No que concerne à caça com cães, em 2019 foi liberada a caça com cães de agarre. Nessa modalidade, os cães lutam com o javali, que é finalizado (morto) pelo caçador. Apesar de sua liberação em norma, essa modalidade afronta o art. 225 da Constituição Federal, é tipificada como crime no art. 32 da Lei n° 9.605/98 e a conduta de luta entre animais é expressamente declarada como maus-tratos, segundo a Resolução n° 1.236/18 do Conselho Federal de Medicina Veterinária. Nesse tipo de caça, também não há garantia de que os cães não atacarão catetos ou queixadas ao invés de javalis. Esses maus-tratos aos cães, na verdade, constituem um capítulo à parte na saga dos javalis e escondem uma bioinvasão talvez ainda mais perigosa: cães treinados para caça se perdendo ou sendo abandonados no mato. Nem todos usam coleira com GPS e nem todos voltam ou são encontrados ao final da caçada.

É óbvio que, após o desastre da gourmetização da carne do javali, o agronegócio o baniu e agora tem preocupação sanitária com o rebanho suíno, além de questões de proteção das lavouras de milho, por exemplo.

Não obstante, os javalis continuam sendo bons funcionários para os caçadores que, sem eles, “teriam que voltar a dar tiro em estandes”.

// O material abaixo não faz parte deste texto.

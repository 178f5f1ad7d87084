//! Portfolio batch validation
//!
//! Each claim is validated independently; a rejected record does not stop
//! the batch. Outcomes keep input order so callers can zip them back to the
//! submitted rows. [`validate_outcomes`] and [`PortfolioValidation::from_outcomes`]
//! are split so that large batches can be validated in chunks on separate
//! workers and reassembled.

use chrono::NaiveDate;
use rust_decimal::Decimal;
use serde::{Deserialize, Serialize};
use tracing::info;

use core_kernel::{Money, RunId};
use crate::claim::ClaimRecord;
use crate::eligibility::EligibilityStatus;
use crate::rules::SchemeRules;
use crate::validation::{validate_claim, ClaimValidation};

/// Result for one record in a batch
#[derive(Debug, Clone, PartialEq, Serialize, Deserialize)]
#[serde(tag = "outcome", rename_all = "snake_case")]
pub enum ClaimOutcome {
    Validated(Box<ClaimValidation>),
    /// The record failed hard validation
    Rejected { reference: String, error: String },
}

impl ClaimOutcome {
    pub fn reference(&self) -> &str {
        match self {
            ClaimOutcome::Validated(validation) => &validation.reference,
            ClaimOutcome::Rejected { reference, .. } => reference,
        }
    }
}

/// Counts and totals across a batch
#[derive(Debug, Clone, PartialEq, Serialize, Deserialize)]
pub struct PortfolioSummary {
    pub total_claims: usize,
    pub eligible: usize,
    pub requires_review: usize,
    pub ineligible: usize,
    pub rejected: usize,
    /// Sum of claimed amounts over eligible claims
    pub total_claimed: Money,
    /// Sum of calculated redress over eligible claims
    pub total_redress: Money,
}

#[derive(Debug, Clone, PartialEq, Serialize, Deserialize)]
pub struct PortfolioValidation {
    pub run_id: RunId,
    pub as_of: NaiveDate,
    pub outcomes: Vec<ClaimOutcome>,
    pub summary: PortfolioSummary,
}

impl PortfolioValidation {
    /// Assembles a report from outcomes already in input order
    pub fn from_outcomes(outcomes: Vec<ClaimOutcome>, rules: &SchemeRules, as_of: NaiveDate) -> Self {
        let mut summary = PortfolioSummary {
            total_claims: outcomes.len(),
            eligible: 0,
            requires_review: 0,
            ineligible: 0,
            rejected: 0,
            total_claimed: Money::zero(rules.currency),
            total_redress: Money::zero(rules.currency),
        };
        let mut claimed = Decimal::ZERO;
        let mut redress = Decimal::ZERO;

        for outcome in &outcomes {
            match outcome {
                ClaimOutcome::Rejected { .. } => summary.rejected += 1,
                ClaimOutcome::Validated(validation) => match validation.eligibility.status {
                    EligibilityStatus::Eligible => {
                        summary.eligible += 1;
                        redress += validation.redress_calculation.total.amount();
                        if let Some(amount) = validation.amount_comparison.claimed_amount {
                            claimed += amount.amount();
                        }
                    }
                    EligibilityStatus::RequiresReview => summary.requires_review += 1,
                    EligibilityStatus::Ineligible => summary.ineligible += 1,
                },
            }
        }

        // Validated claims always carry the scheme currency
        summary.total_claimed = Money::new(claimed, rules.currency);
        summary.total_redress = Money::new(redress, rules.currency);

        let run_id = RunId::new_v7();
        info!(
            run_id = %run_id,
            total = summary.total_claims,
            eligible = summary.eligible,
            requires_review = summary.requires_review,
            ineligible = summary.ineligible,
            rejected = summary.rejected,
            "Portfolio validated"
        );

        Self {
            run_id,
            as_of,
            outcomes,
            summary,
        }
    }

    /// Outcomes for claims that passed every check
    pub fn eligible_claims(&self) -> impl Iterator<Item = &ClaimValidation> {
        self.outcomes.iter().filter_map(|outcome| match outcome {
            ClaimOutcome::Validated(validation) if validation.eligibility.eligible() => Some(validation.as_ref()),
            _ => None,
        })
    }
}

/// Validates a slice of claims, one outcome per claim in the same order
pub fn validate_outcomes(claims: &[ClaimRecord], rules: &SchemeRules, as_of: NaiveDate) -> Vec<ClaimOutcome> {
    claims
        .iter()
        .map(|claim| match validate_claim(claim, rules, as_of) {
            Ok(validation) => ClaimOutcome::Validated(Box::new(validation)),
            Err(err) => ClaimOutcome::Rejected {
                reference: claim.reference.clone(),
                error: err.to_string(),
            },
        })
        .collect()
}

/// Validates every claim and summarises the portfolio
pub fn validate_portfolio(claims: &[ClaimRecord], rules: &SchemeRules, as_of: NaiveDate) -> PortfolioValidation {
    PortfolioValidation::from_outcomes(validate_outcomes(claims, rules, as_of), rules, as_of)
}

#[cfg(test)]
mod tests {
    use super::*;
    use rust_decimal_macros::dec;

    fn claim(reference: &str, commission: Decimal, claimed: Option<Decimal>) -> ClaimRecord {
        let mut claim = ClaimRecord::new(reference);
        claim.agreement_date = Some("2019-06-15".to_string());
        claim.submission_date = Some("2024-11-01".to_string());
        claim.product_type = Some("PCP".to_string());
        claim.commission_amount = commission;
        claim.total_cost_of_credit = dec!(5000);
        claim.claimed_amount = claimed;
        claim
    }

    fn as_of() -> NaiveDate {
        NaiveDate::from_ymd_opt(2024, 11, 1).unwrap()
    }

    #[test]
    fn test_summary_counts() {
        let mut negative = claim("C-4", dec!(3000), None);
        negative.loan_amount = dec!(-1);
        let mut old = claim("C-3", dec!(3000), None);
        old.agreement_date = Some("2001-01-01".to_string());

        let claims = vec![
            claim("C-1", dec!(3000), Some(dec!(4500))),
            claim("C-2", dec!(1200), Some(dec!(1000))),
            old,
            negative,
            claim("C-5", dec!(4000), None),
        ];

        let report = validate_portfolio(&claims, &SchemeRules::default(), as_of());

        assert_eq!(report.summary.total_claims, 5);
        assert_eq!(report.summary.eligible, 2);
        assert_eq!(report.summary.requires_review, 1);
        assert_eq!(report.summary.ineligible, 1);
        assert_eq!(report.summary.rejected, 1);
        assert_eq!(report.summary.total_claimed.amount(), dec!(4500));
        assert_eq!(report.eligible_claims().count(), 2);
    }

    #[test]
    fn test_outcomes_keep_input_order() {
        let claims: Vec<_> = (0..20)
            .map(|i| claim(&format!("C-{}", i), dec!(3000), None))
            .collect();

        let report = validate_portfolio(&claims, &SchemeRules::default(), as_of());

        let references: Vec<_> = report.outcomes.iter().map(ClaimOutcome::reference).collect();
        let expected: Vec<_> = claims.iter().map(|c| c.reference.as_str()).collect();
        assert_eq!(references, expected);
    }

    #[test]
    fn test_chunked_validation_matches_whole_batch() {
        let claims: Vec<_> = (0..7)
            .map(|i| claim(&format!("C-{}", i), Decimal::from(1000 + i * 500), None))
            .collect();
        let rules = SchemeRules::default();

        let whole = validate_outcomes(&claims, &rules, as_of());
        let chunked: Vec<_> = claims
            .chunks(3)
            .flat_map(|chunk| validate_outcomes(chunk, &rules, as_of()))
            .collect();

        assert_eq!(whole, chunked);
    }

    #[test]
    fn test_empty_batch() {
        let report = validate_portfolio(&[], &SchemeRules::default(), as_of());

        assert_eq!(report.summary.total_claims, 0);
        assert!(report.summary.total_redress.is_zero());
    }
}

Além disso, são úteis para a indústria de armas e munições, que certamente prefere e lucra mais com a caça. Além desses interesses óbvios, ainda existe o interesse, como do governo anterior, de armar a população por meio de uma desculpa e de uma premissa equivocada de estratégia de segurança pública. Nesse sentido, estar no “C” de caçador é mais interessante do que no “A” de atirador de um CAC. O caçador, a priori, poderia se deslocar com sua arma a qualquer lugar, enquanto o estande de tiro tem endereço certo.

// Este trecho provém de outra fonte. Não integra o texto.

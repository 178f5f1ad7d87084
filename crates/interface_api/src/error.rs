//! API error handling

use axum::{
    http::StatusCode,
    response::{IntoResponse, Response},
    Json,
};
use serde::Serialize;
use thiserror::Error;

use domain_distribution::DistributionError;
use domain_redress::RedressError;

/// API error types
#[derive(Debug, Error)]
pub enum ApiError {
    #[error("Bad request: {0}")]
    BadRequest(String),

    #[error("Validation error: {0}")]
    Validation(String),

    #[error("Configuration error: {0}")]
    Configuration(String),

    #[error("Internal server error: {0}")]
    Internal(String),
}

/// Error response body
#[derive(Debug, Serialize)]
pub struct ErrorResponse {
    pub error: String,
    pub message: String,
}

impl IntoResponse for ApiError {
    fn into_response(self) -> Response {
        let (status, error_type, message) = match &self {
            ApiError::BadRequest(msg) => (StatusCode::BAD_REQUEST, "bad_request", msg.clone()),
            ApiError::Validation(msg) => (StatusCode::UNPROCESSABLE_ENTITY, "validation_error", msg.clone()),
            ApiError::Configuration(msg) => {
                (StatusCode::INTERNAL_SERVER_ERROR, "configuration_error", msg.clone())
            }
            ApiError::Internal(msg) => (StatusCode::INTERNAL_SERVER_ERROR, "internal_error", msg.clone()),
        };

        if status.is_server_error() {
            tracing::error!(error = %message, "Request failed");
        }

        let body = ErrorResponse {
            error: error_type.to_string(),
            message,
        };

        (status, Json(body)).into_response()
    }
}

impl From<RedressError> for ApiError {
    fn from(err: RedressError) -> Self {
        match err {
            RedressError::Money(_) => ApiError::BadRequest(err.to_string()),
            RedressError::InvalidRules(_) => ApiError::Configuration(err.to_string()),
            _ => ApiError::Validation(err.to_string()),
        }
    }
}

impl From<DistributionError> for ApiError {
    fn from(err: DistributionError) -> Self {
        match err {
            DistributionError::InvalidFractions(_)
            | DistributionError::NegativeTier { .. }
            | DistributionError::InvalidTerms(_) => {
                ApiError::Configuration(err.to_string())
            }
            DistributionError::Money(_) => ApiError::BadRequest(err.to_string()),
            _ => ApiError::Validation(err.to_string()),
        }
    }
}

impl From<tokio::task::JoinError> for ApiError {
    fn from(err: tokio::task::JoinError) -> Self {
        ApiError::Internal(format!("Batch worker failed: {}", err))
    }
}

Assim, é necessário analisar o javali além do próprio javali. Ele é um bom funcionário dos caçadores, talvez realmente o melhor, afinal possibilitou a abertura da caça no Brasil. Essa caça, que deveria ser de controle, revelou-se uma caça “esportiva” – nenhuma surpresa – embora a desculpa do controle seja quem a sustenta. O javali foi trazido da Eurásia para as Américas, ele não veio nadando. Seu interesse é apenas sobreviver. Pouco se fala sobre a sua proteção como indivíduo, mas ela deve figurar também no debate. Por trás de sua existência, muitos interesses humanos se revelam. Espero que as pessoas e mesmo o agronegócio não sejam ingênuos a ponto de não perceberem isso.